Because it has been on my heart and mind a lot lately. Friends and family struggling to keep their families together, while I try my hardest to not let the busyness of my world disrupt my own family life. Struggling to find the "joy" in the mundane work of a "working mom;" keeping the bills paid, laundry washed and the kitchen stocked, while putting in a full days work and keeping up with kid and church activities. It can get CRAZY!!! I have to remind myself daily how BLESSED I am. I do have kids that I adore and a husband who adores me. Even greater, is that I have a Heavenly Father who loves me warts and all.
that is not the only reason this has been on my mind...
The other day, my daughter and I were watching that CRAZY show "Yes to the Dress." I am glued while saddened that these ladies think that their wedding is ruined if they don't have a perfect dress. A dress that cost as much as a car, thank you very much!!! I want to say, "Ladies, it won't matter. You will hardly remember anything about your wedding. It is the years afterward that really count."
When I got married, my parents didn't have much money to pull off a wedding. I didn't have much money either. My wedding was small. I like to call it "handmade," because EVERYTHING was made by family except the invitations and the cake. My dress was made by my future mother-in-law and didn't cost 500.00, much less thousands.
So, the other day, while watching the show, my daughter asked me if I still had the dress. "Yes." She immediately went in search of it and had to try it on. I wasn't sure if it would fit, for I was a little smaller than her when I got married. (She also has a bigger chest than I had before I started having babies. :) ) But we managed to get it zipped up.
I WANTED TO CRY!
It is still hard for me to believe my baby girl is 15. It is hard to believe that one day her "Prince" will come. I don't want to think about her getting her heart broken as she searches for her special guy. I don't want to think about her leaving me. But I know that one day it will happen.
So, I took a picture. I took a picture so that I would remember to not only pray for what her day holds today, but rather what her dreams hold for tomorrow. I am praying for that Prince whoever he may be, that he will be deserving of my little gal, not that any one guy could. :) I am praying that they both are trying their hardest to know God and grow, now. I pray for my heart that when the day comes, I will be able to let go and let my baby girl let her dreams come true. I pray that she always knows who her TRUE Prince Charming really is.
Kayla wrote a poem for a project last year. The project was a scrapbook of where she sees herself in 10 years.

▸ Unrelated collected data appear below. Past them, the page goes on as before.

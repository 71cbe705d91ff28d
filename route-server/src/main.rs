use std::error::Error;
use std::net::SocketAddr;

use tracing::{info, warn};
use tracing_subscriber::EnvFilter;

use route_server::enrich::EnrichConfig;
use route_server::geocode::{DisabledGeocoder, Geocoder, GeocoderConfig, NominatimClient};
use route_server::routing::{DisabledRouter, OsrmClient, RoadRouter, RouterConfig};
use route_server::web::{AppState, create_router};

const DEFAULT_BIND_ADDR: &str = "127.0.0.1:3000";

#[tokio::main]
async fn main() -> Result<(), Box<dyn Error>> {
    tracing_subscriber::fmt()
        .with_env_filter(
            EnvFilter::try_from_default_env().unwrap_or_else(|_| EnvFilter::new("route_server=info")),
        )
        .init();

    let addr: SocketAddr = std::env::var("BIND_ADDR")
        .unwrap_or_else(|_| DEFAULT_BIND_ADDR.to_string())
        .parse()?;

    let mut config = EnrichConfig::default();
    if let Ok(n) = std::env::var("ENRICH_CONCURRENCY") {
        match n.parse() {
            Ok(n) => config = config.with_concurrency(n),
            Err(_) => warn!(value = %n, "ENRICH_CONCURRENCY is not a number, using default"),
        }
    }

    let offline = std::env::var("DISABLE_EXTERNAL")
        .map(|v| matches!(v.trim().to_lowercase().as_str(), "1" | "true" | "yes"))
        .unwrap_or(false);
    if offline {
        info!("external geocoding and routing disabled");
        return serve(AppState::new(DisabledGeocoder, DisabledRouter, config), addr).await;
    }

    let mut geocoder_config = GeocoderConfig::new();
    match std::env::var("GEOCODER_URL") {
        Ok(url) => geocoder_config = geocoder_config.with_base_url(url),
        Err(_) => warn!(url = %geocoder_config.base_url, "GEOCODER_URL not set, using public Nominatim"),
    }
    match std::env::var("GEOCODER_USER_AGENT") {
        Ok(ua) => geocoder_config = geocoder_config.with_user_agent(ua),
        Err(_) => warn!(
            user_agent = %geocoder_config.user_agent,
            "GEOCODER_USER_AGENT not set; public Nominatim expects an identifying agent"
        ),
    }

    let mut router_config = RouterConfig::new();
    match std::env::var("ROUTER_URL") {
        Ok(url) => router_config = router_config.with_base_url(url),
        Err(_) => warn!(url = %router_config.base_url, "ROUTER_URL not set, using public OSRM demo server"),
    }

    let geocoder = NominatimClient::new(geocoder_config)?;
    let router = OsrmClient::new(router_config)?;
    serve(AppState::new(geocoder, router, config), addr).await
}

async fn serve<G, R>(state: AppState<G, R>, addr: SocketAddr) -> Result<(), Box<dyn Error>>
where
    G: Geocoder + 'static,
    R: RoadRouter + 'static,
{
    let app = create_router(state);

    info!(%addr, "route enrichment server listening");
    info!("  GET  /health        - Health check");
    info!("  POST /routes/enrich - Enrich shipment rows");
    info!("  GET  /cache/stats   - Cache entry counts");

    let listener = tokio::net::TcpListener::bind(addr).await?;
    axum::serve(listener, app).await?;
    Ok(())
}
//! Place-name geocoding.
//!
//! The hub resolver only needs free-text search returning ranked
//! candidates, so the seam is a single-method trait. [`NominatimClient`]
//! talks to a Nominatim-compatible server; [`DisabledGeocoder`] is used when
//! the process runs without network access.

mod client;
mod error;

use std::future::Future;

pub use client::{GeocoderConfig, NominatimClient};
pub use error::GeocodeError;

/// One search hit, in provider relevance order.
#[derive(Debug, Clone, PartialEq)]
pub struct GeocodeCandidate {
    pub display_name: String,
    pub lat: f64,
    pub lon: f64,
    /// OSM class, e.g. `aeroway` or `place`.
    pub class: Option<String>,
    /// OSM type within the class, e.g. `aerodrome` or `city`.
    pub kind: Option<String>,
}

/// Free-text place search.
pub trait Geocoder: Send + Sync {
    fn search(
        &self,
        query: &str,
    ) -> impl Future<Output = Result<Vec<GeocodeCandidate>, GeocodeError>> + Send;
}

/// Geocoder that never reaches the network.
#[derive(Debug, Clone, Copy, Default)]
pub struct DisabledGeocoder;

impl Geocoder for DisabledGeocoder {
    async fn search(&self, _query: &str) -> Result<Vec<GeocodeCandidate>, GeocodeError> {
        Err(GeocodeError::Disabled)
    }
}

Among the education, job, nice house, she had a wedding page and on it was this poem she wrote...
An Everlasting Relationship
There's almost nothing more happier than a wedding occasion,
Where everyone comes for this marvelous celebration.
The bride is primed and prepared in her beautiful white dress,
while bridesmaids apply makeup to look their best.
The bridesmaids hold their flowers and steadily walk down the aisle
Then the bride with her head held high, walks down with a slow steady style.
Everyone stands admiring her beauty and charm
Then she turns and see her father crying, while on her arm.
As they reach the alter she sees her fiance with a smile on his face
She turns and meets her father with a warm embrace.
The couple holds hands and exchanges the rings,
As he looks at her, her heart flutters and sings.
They both proudly say "I do,"
For their love is beautiful and true.
As their lips meet, they become one in one
And everlasting bond that cannot be undone.
This is my wish, oh how I long to be..
In an everlasting relationship with someone that 's close to me.
Yeah, you can't tell me after reading that, that my gal doesn't believe in "happily ever after."
But then, I do too.
Thank you, Lord for being my Prince.
Thank you for sending my hubby, my way to take care of me here on earth.
I am blessed.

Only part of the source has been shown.